WORKING DATA below:

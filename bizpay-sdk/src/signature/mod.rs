//! Signature derivation for the BizPay protocol.
//!
//! Every signature is computed as
//!
//! ```text
//! hex(HMAC-SHA256(key = domain_secret, msg = hex(md5(canonical_string))))
//! ```
//!
//! except the payment-gate link hash, which is a plain
//! `hex(md5(link + project_token))`. The canonical string and the secret are
//! both domain specific, see [`SignatureDomain`].

mod canonical;
mod domain;

pub use canonical::{canonical_json, canonicalize};
pub use domain::{
    Encoding, FieldLayout, FieldSpec, HashScheme, KeyMaterial, SecretRule, SignatureDomain,
};

use ring::hmac;
use subtle::ConstantTimeEq;

use crate::config::ProjectToken;
use crate::objects::{OrderFields, OrderRequest, keys};

/// Header carrying the request authenticator on gateway API calls.
pub const AUTH_HEADER: &str = "Auth";

/// Header carrying the unix timestamp the authenticator was computed for.
pub const TIME_HEADER: &str = "Time";

/// A field required by a signature domain was absent or null.
#[derive(Debug, Clone, Copy, PartialEq, Eq, thiserror::Error)]
#[error("missing required field `{0}`")]
pub struct MissingField(pub &'static str);

/// Secret bytes for one domain, derived per call from the project token
/// and/or the order being signed.
#[derive(Clone, PartialEq, Eq)]
pub struct DomainSecret(Box<[u8]>);

impl DomainSecret {
    pub fn as_bytes(&self) -> &[u8] {
        &self.0
    }
}

impl std::fmt::Debug for DomainSecret {
    fn fmt(&self, f: &mut std::fmt::Formatter<'_>) -> std::fmt::Result {
        f.write_str("DomainSecret(..)")
    }
}

/// Lowercase hex MD5 of the concatenation of `parts`.
pub fn md5_hex<I, T>(parts: I) -> String
where
    I: IntoIterator<Item = T>,
    T: AsRef<[u8]>,
{
    let mut context = md5::Context::new();
    for part in parts {
        context.consume(part);
    }
    hex::encode(context.compute().0)
}

/// Authenticator for gateway API requests: `hex(md5(subject + time + token))`.
pub fn api_auth(subject: &str, timestamp: i64, token: &ProjectToken) -> String {
    md5_hex([
        subject.as_bytes(),
        timestamp.to_string().as_bytes(),
        token.expose().as_bytes(),
    ])
}

/// Computes and checks signatures for every [`SignatureDomain`].
///
/// Holds nothing but the project token, so it is cheap to clone and safe to
/// share across tasks.
#[derive(Debug, Clone)]
pub struct Signer {
    project_token: ProjectToken,
}

impl Signer {
    pub fn new(project_token: ProjectToken) -> Self {
        Self { project_token }
    }

    pub fn project_token(&self) -> &ProjectToken {
        &self.project_token
    }

    /// Derive the secret of `domain`.
    ///
    /// `key_fields` supplies order-derived key material (`total_payment`);
    /// for the extra-data domain this is the enclosing callback, not the
    /// extra-data block itself.
    pub fn secret(
        &self,
        domain: SignatureDomain,
        key_fields: &OrderFields,
    ) -> Result<DomainSecret, MissingField> {
        let material = |material: KeyMaterial| -> Result<String, MissingField> {
            match material {
                KeyMaterial::ProjectToken => Ok(self.project_token.expose().to_owned()),
                KeyMaterial::TotalPayment => key_fields
                    .require(keys::TOTAL_PAYMENT)
                    .map(|v| v.canonical().into_owned()),
            }
        };
        let bytes = match domain.secret_rule() {
            SecretRule::Raw(source) => material(source)?.into_bytes(),
            SecretRule::Md5Salted {
                material: source,
                salt,
            } => md5_hex([material(source)?.as_str(), salt]).into_bytes(),
        };
        Ok(DomainSecret(bytes.into_boxed_slice()))
    }

    /// Sign an already canonicalized string.
    pub fn sign(&self, domain: SignatureDomain, canonical: &str, secret: &DomainSecret) -> String {
        match domain.hash_scheme() {
            HashScheme::HmacSha256OverMd5 => {
                let digest = md5_hex([canonical]);
                let key = hmac::Key::new(hmac::HMAC_SHA256, secret.as_bytes());
                hex::encode(hmac::sign(&key, digest.as_bytes()).as_ref())
            }
            HashScheme::Md5WithSecretSuffix => {
                md5_hex([canonical.as_bytes(), secret.as_bytes()])
            }
        }
    }

    /// Check `claimed` against the signature of `canonical` in constant time.
    ///
    /// `claimed` must be lowercase hex, as the counterpart emits it. A
    /// mismatch is a negative result, not an error.
    pub fn verify(
        &self,
        domain: SignatureDomain,
        canonical: &str,
        secret: &DomainSecret,
        claimed: &str,
    ) -> bool {
        if claimed.bytes().any(|b| b.is_ascii_uppercase()) {
            return false;
        }
        let Ok(claimed) = hex::decode(claimed) else {
            return false;
        };
        match domain.hash_scheme() {
            HashScheme::HmacSha256OverMd5 => {
                let digest = md5_hex([canonical]);
                let key = hmac::Key::new(hmac::HMAC_SHA256, secret.as_bytes());
                hmac::verify(&key, digest.as_bytes(), &claimed).is_ok()
            }
            HashScheme::Md5WithSecretSuffix => {
                let mut context = md5::Context::new();
                context.consume(canonical);
                context.consume(secret.as_bytes());
                let expected = context.compute();
                expected.0[..].ct_eq(&claimed[..]).into()
            }
        }
    }

    /// Canonicalize `fields`, derive the secret from `key_fields` and sign.
    pub fn sign_fields(
        &self,
        domain: SignatureDomain,
        fields: &OrderFields,
        key_fields: &OrderFields,
    ) -> Result<String, MissingField> {
        let canonical = canonicalize(domain, fields)?;
        let secret = self.secret(domain, key_fields)?;
        Ok(self.sign(domain, &canonical, &secret))
    }

    /// Field-level counterpart of [`verify`](Self::verify).
    pub fn verify_fields(
        &self,
        domain: SignatureDomain,
        fields: &OrderFields,
        key_fields: &OrderFields,
        claimed: &str,
    ) -> Result<bool, MissingField> {
        let canonical = canonicalize(domain, fields)?;
        let secret = self.secret(domain, key_fields)?;
        Ok(self.verify(domain, &canonical, &secret, claimed))
    }

    /// `secret_key` for an outbound order request.
    pub fn sign_order_request(&self, request: &OrderRequest) -> Result<String, MissingField> {
        let fields = request
            .to_fields()
            .with(keys::PROJECT_TOKEN, self.project_token.expose());
        self.sign_fields(SignatureDomain::OrderRequest, &fields, &fields)
    }
}
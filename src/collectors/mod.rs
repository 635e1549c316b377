pub mod btrfs;
pub mod runner;
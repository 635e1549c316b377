use super::tokenize;

const SUMMARY_LABEL: &str = "Error summary:";
const NO_ERRORS: &str = "no errors found";
const LEGACY_LABEL: &str = "uncorrectable errors:";

/// True if `btrfs scrub status` reports errors.
///
/// Current btrfs-progs print `Error summary:`; releases before 5.x only
/// printed a `corrected errors: N, uncorrectable errors: N, ...` line, which
/// is used when no summary is found. Output matching neither shape is
/// reported as error free.
pub fn parse_scrub_status<S: AsRef<str>>(lines: &[S]) -> bool {
    if let Some(summary) = lines.iter().find_map(|l| l.as_ref().trim().strip_prefix(SUMMARY_LABEL)) {
        let summary = summary.trim();
        log::debug!("scrub error summary: {:?}", summary);
        return summary != NO_ERRORS;
    }

    if let Some(line) = lines.iter().map(|l| l.as_ref()).find(|l| l.contains(LEGACY_LABEL)) {
        return legacy_uncorrectable(line).map_or(true, |n| n != 0);
    }

    log::warn!("scrub status output not recognised, assuming no errors");
    false
}

/// The count after `uncorrectable errors:`; `None` if it is not a number.
fn legacy_uncorrectable(line: &str) -> Option<u64> {
    let tail = &line[line.find(LEGACY_LABEL)? + LEGACY_LABEL.len()..];
    tokenize(tail).first()?.trim_end_matches(',').parse().ok()
}

#[cfg(test)]
mod tests {
    use super::*;
    use crate::parser::fixtures::{lines, SCRUB_LEGACY_ERRORS, SCRUB_OK};

    #[test]
    fn summary_without_errors() {
        assert!(!parse_scrub_status(&lines(SCRUB_OK)));
    }

    #[test]
    fn summary_with_errors() {
        assert!(parse_scrub_status(&[
            "Status:           finished",
            "Error summary:    csum=4",
            "  Corrected:      0",
            "  Uncorrectable:  4",
        ]));
    }

    #[test]
    fn legacy_uncorrectable_count() {
        assert!(parse_scrub_status(&lines(SCRUB_LEGACY_ERRORS)));
        assert!(!parse_scrub_status(&[
            "\tcorrected errors: 2, uncorrectable errors: 0, unverified errors: 0",
        ]));
    }

    #[test]
    fn summary_takes_precedence_over_legacy_line() {
        assert!(!parse_scrub_status(&[
            "corrected errors: 0, uncorrectable errors: 4, unverified errors: 0",
            "Error summary:    no errors found",
        ]));
    }

    #[test]
    fn unparseable_legacy_count_is_an_error() {
        assert!(parse_scrub_status(&["corrected errors: 0, uncorrectable errors: ?, x"]));
    }

    #[test]
    fn unknown_format_defaults_to_no_errors() {
        assert!(!parse_scrub_status(&["ERROR: something unexpected", ""]));
    }

    #[test]
    fn legacy_count_extraction() {
        assert_eq!(legacy_uncorrectable("uncorrectable errors: 12, unverified errors: 0"), Some(12));
        assert_eq!(legacy_uncorrectable("uncorrectable errors:"), None);
    }
}
use nix::errno::Errno;
use nix::sys::signal::{killpg, Signal};
use nix::unistd::Pid;
use std::io;
use std::os::unix::process::CommandExt;
use std::path::{Path, PathBuf};
use std::process::{Command, Output, Stdio};
use std::sync::mpsc::{self, Receiver};
use std::thread;
use std::time::Duration;

use crate::error::CheckError;

/// How long a timed-out command gets between SIGTERM and SIGKILL.
const KILL_GRACE: Duration = Duration::from_secs(2);

/// One external command, optionally run through a privilege wrapper.
#[derive(Debug, Clone)]
pub struct Invocation {
    /// `sudo` or similar; `None` runs `program` directly.
    pub elevation: Option<PathBuf>,
    pub program:   PathBuf,
    pub args:      Vec<String>,
    pub timeout:   Duration,
}

impl Invocation {
    pub fn new(program: impl Into<PathBuf>, args: Vec<String>, timeout: Duration) -> Self {
        Self { elevation: None, program: program.into(), args, timeout }
    }

    pub fn elevated(mut self, wrapper: Option<&Path>) -> Self {
        self.elevation = wrapper.map(Path::to_path_buf);
        self
    }

    /// Full argv, wrapper first.
    pub fn argv(&self) -> Vec<String> {
        self.elevation.iter()
            .chain(std::iter::once(&self.program))
            .map(|p| p.to_string_lossy().into_owned())
            .chain(self.args.iter().cloned())
            .collect()
    }

    fn display(&self) -> String {
        self.argv().join(" ")
    }
}

/// Run the command to completion and return its output lines, stdout first
/// then stderr. A non-zero exit or a timeout is an error.
///
/// The child leads its own process group. sudo forks the real command
/// instead of exec-ing it, so on timeout the whole group is terminated.
pub fn run(inv: &Invocation) -> Result<Vec<String>, CheckError> {
    let argv = inv.argv();
    let command = inv.display();
    log::debug!("running `{}` (timeout {:?})", command, inv.timeout);

    let child = Command::new(&argv[0])
        .args(&argv[1..])
        .process_group(0)
        .stdin(Stdio::null())
        .stdout(Stdio::piped())
        .stderr(Stdio::piped())
        .spawn()
        .map_err(|source| CheckError::Spawn { command: command.clone(), source })?;
    let pgid = Pid::from_raw(child.id() as i32);

    let (tx, rx) = mpsc::channel();
    thread::spawn(move || {
        let _ = tx.send(child.wait_with_output());
    });

    let output = match rx.recv_timeout(inv.timeout) {
        Ok(result) => result.map_err(|source| CheckError::Spawn { command: command.clone(), source })?,
        Err(_) => {
            log::warn!("`{}` exceeded {:?}, terminating process group {}", command, inv.timeout, pgid);
            terminate(pgid, &command, &rx);
            return Err(CheckError::Timeout { command, timeout: inv.timeout });
        }
    };

    let text = combined_text(&output);
    if !output.status.success() {
        return Err(CheckError::CommandFailed { command, code: output.status.code(), output: text });
    }
    log::debug!("`{}` produced {} bytes", command, text.len());
    Ok(text.lines().map(str::to_string).collect())
}

/// SIGTERM the group (sudo relays it to its child), then SIGKILL whatever
/// is still holding the output pipes after `KILL_GRACE`.
fn terminate(pgid: Pid, command: &str, waiter: &Receiver<io::Result<Output>>) {
    if !signal_group(pgid, Signal::SIGTERM, command) {
        return;
    }
    if waiter.recv_timeout(KILL_GRACE).is_ok() {
        return;
    }
    log::warn!("`{}` ignored SIGTERM, sending SIGKILL", command);
    signal_group(pgid, Signal::SIGKILL, command);
}

/// False once the group is gone.
fn signal_group(pgid: Pid, signal: Signal, command: &str) -> bool {
    match killpg(pgid, signal) {
        Ok(()) => true,
        Err(Errno::ESRCH) => false,
        Err(e) => {
            log::warn!("could not send {} to `{}` (process group {}): {}", signal, command, pgid, e);
            true
        }
    }
}

fn combined_text(output: &Output) -> String {
    let mut text = String::from_utf8_lossy(&output.stdout).into_owned();
    if !output.stderr.is_empty() {
        if !text.is_empty() && !text.ends_with('\n') {
            text.push('\n');
        }
        text.push_str(&String::from_utf8_lossy(&output.stderr));
    }
    text
}

#[cfg(all(test, unix))]
mod tests {
    use super::*;

    fn sh(script: &str, timeout: Duration) -> Invocation {
        Invocation::new("sh", vec!["-c".into(), script.into()], timeout)
    }

    #[test]
    fn argv_with_and_without_elevation() {
        let inv = Invocation::new("/usr/bin/btrfs", vec!["filesystem".into(), "show".into(), "/mydisk".into()],
            Duration::from_secs(10));
        assert_eq!(inv.argv(), ["/usr/bin/btrfs", "filesystem", "show", "/mydisk"]);
        let inv = inv.elevated(Some(Path::new("/sudo")));
        assert_eq!(inv.argv(), ["/sudo", "/usr/bin/btrfs", "filesystem", "show", "/mydisk"]);
    }

    #[test]
    fn captures_lines() {
        let lines = run(&sh("printf 'unit\\ntest\\n'", Duration::from_secs(10))).unwrap();
        assert_eq!(lines, ["unit", "test"]);
    }

    #[test]
    fn stderr_follows_stdout() {
        let lines = run(&sh("printf out; printf err >&2", Duration::from_secs(10))).unwrap();
        assert_eq!(lines, ["out", "err"]);
    }

    #[test]
    fn runs_through_elevation_wrapper() {
        let inv = Invocation::new("printf", vec!["wrapped".into()], Duration::from_secs(10))
            .elevated(Some(Path::new("env")));
        assert_eq!(run(&inv).unwrap(), ["wrapped"]);
    }

    #[test]
    fn nonzero_exit_is_command_failed() {
        let err = run(&sh("echo stdout; echo stderr >&2; exit 2", Duration::from_secs(10))).unwrap_err();
        match err {
            CheckError::CommandFailed { code, output, .. } => {
                assert_eq!(code, Some(2));
                assert!(output.contains("stdout"));
                assert!(output.contains("stderr"));
            }
            other => panic!("expected CommandFailed, got {:?}", other),
        }
    }

    #[test]
    fn slow_command_times_out() {
        let err = run(&sh("sleep 5", Duration::from_millis(200))).unwrap_err();
        assert!(matches!(err, CheckError::Timeout { .. }));
    }

    #[test]
    fn timeout_reports_duration() {
        let err = run(&sh("sleep 5", Duration::from_millis(300))).unwrap_err();
        assert_eq!(err.to_string(), "`sh -c sleep 5` timed out after 300ms");
    }

    /// Gone or a zombie waiting to be reaped.
    #[cfg(target_os = "linux")]
    fn exited(pid: i32) -> bool {
        match std::fs::read_to_string(format!("/proc/{}/stat", pid)) {
            Ok(stat) => stat.rsplit(')').next()
                .and_then(|rest| rest.split_whitespace().next())
                .map_or(true, |state| state == "Z"),
            Err(_) => true,
        }
    }

    #[cfg(target_os = "linux")]
    #[test]
    fn timeout_kills_forked_grandchild() {
        let dir = tempfile::tempdir().unwrap();
        let pidfile = dir.path().join("inner.pid");
        // The outer shell forks the inner one and waits, like sudo does.
        let script = format!("sh -c 'echo $$ > {}; exec sleep 30'; echo done", pidfile.display());
        let err = run(&sh(&script, Duration::from_millis(500))).unwrap_err();
        assert!(matches!(err, CheckError::Timeout { .. }));

        let inner: i32 = std::fs::read_to_string(&pidfile).unwrap().trim().parse().unwrap();
        let deadline = std::time::Instant::now() + Duration::from_secs(5);
        while !exited(inner) && std::time::Instant::now() < deadline {
            thread::sleep(Duration::from_millis(50));
        }
        assert!(exited(inner), "inner command {} still running", inner);
    }

    #[test]
    fn missing_program_is_spawn_error() {
        let inv = Invocation::new("/nonexistent/btrfs", vec![], Duration::from_secs(1));
        assert!(matches!(run(&inv), Err(CheckError::Spawn { .. })));
    }
}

End of WORKING DATA.

* _EXERCISE DIRECTIONS_
Give again, exactly as written, every line from the first one above through the line that has "share across tasks." in it.

* _ANSWER FOR THE TASK_
filename bizpay-sdk/src/signature/mod.rs
//! Signature derivation for the BizPay protocol.
//!
//! Every signature is computed as
//!
//! ```text
//! hex(HMAC-SHA256(key = domain_secret, msg = hex(md5(canonical_string))))
//! ```
//!
//! except the payment-gate link hash, which is a plain
//! `hex(md5(link + project_token))`. The canonical string and the secret are
//! both domain specific, see [`SignatureDomain`].

mod canonical;
mod domain;

pub use canonical::{canonical_json, canonicalize};
pub use domain::{
    Encoding, FieldLayout, FieldSpec, HashScheme, KeyMaterial, SecretRule, SignatureDomain,
};

use ring::hmac;
use subtle::ConstantTimeEq;

use crate::config::ProjectToken;
use crate::objects::{OrderFields, OrderRequest, keys};

/// Header carrying the request authenticator on gateway API calls.
pub const AUTH_HEADER: &str = "Auth";

/// Header carrying the unix timestamp the authenticator was computed for.
pub const TIME_HEADER: &str = "Time";

/// A field required by a signature domain was absent or null.
#[derive(Debug, Clone, Copy, PartialEq, Eq, thiserror::Error)]
#[error("missing required field `{0}`")]
pub struct MissingField(pub &'static str);

/// Secret bytes for one domain, derived per call from the project token
/// and/or the order being signed.
#[derive(Clone, PartialEq, Eq)]
pub struct DomainSecret(Box<[u8]>);

impl DomainSecret {
    pub fn as_bytes(&self) -> &[u8] {
        &self.0
    }
}

impl std::fmt::Debug for DomainSecret {
    fn fmt(&self, f: &mut std::fmt::Formatter<'_>) -> std::fmt::Result {
        f.write_str("DomainSecret(..)")
    }
}

/// Lowercase hex MD5 of the concatenation of `parts`.
pub fn md5_hex<I, T>(parts: I) -> String
where
    I: IntoIterator<Item = T>,
    T: AsRef<[u8]>,
{
    let mut context = md5::Context::new();
    for part in parts {
        context.consume(part);
    }
    hex::encode(context.compute().0)
}

/// Authenticator for gateway API requests: `hex(md5(subject + time + token))`.
pub fn api_auth(subject: &str, timestamp: i64, token: &ProjectToken) -> String {
    md5_hex([
        subject.as_bytes(),
        timestamp.to_string().as_bytes(),
        token.expose().as_bytes(),
    ])
}

/// Computes and checks signatures for every [`SignatureDomain`].
///
/// Holds nothing but the project token, so it is cheap to clone and safe to
/// share across tasks.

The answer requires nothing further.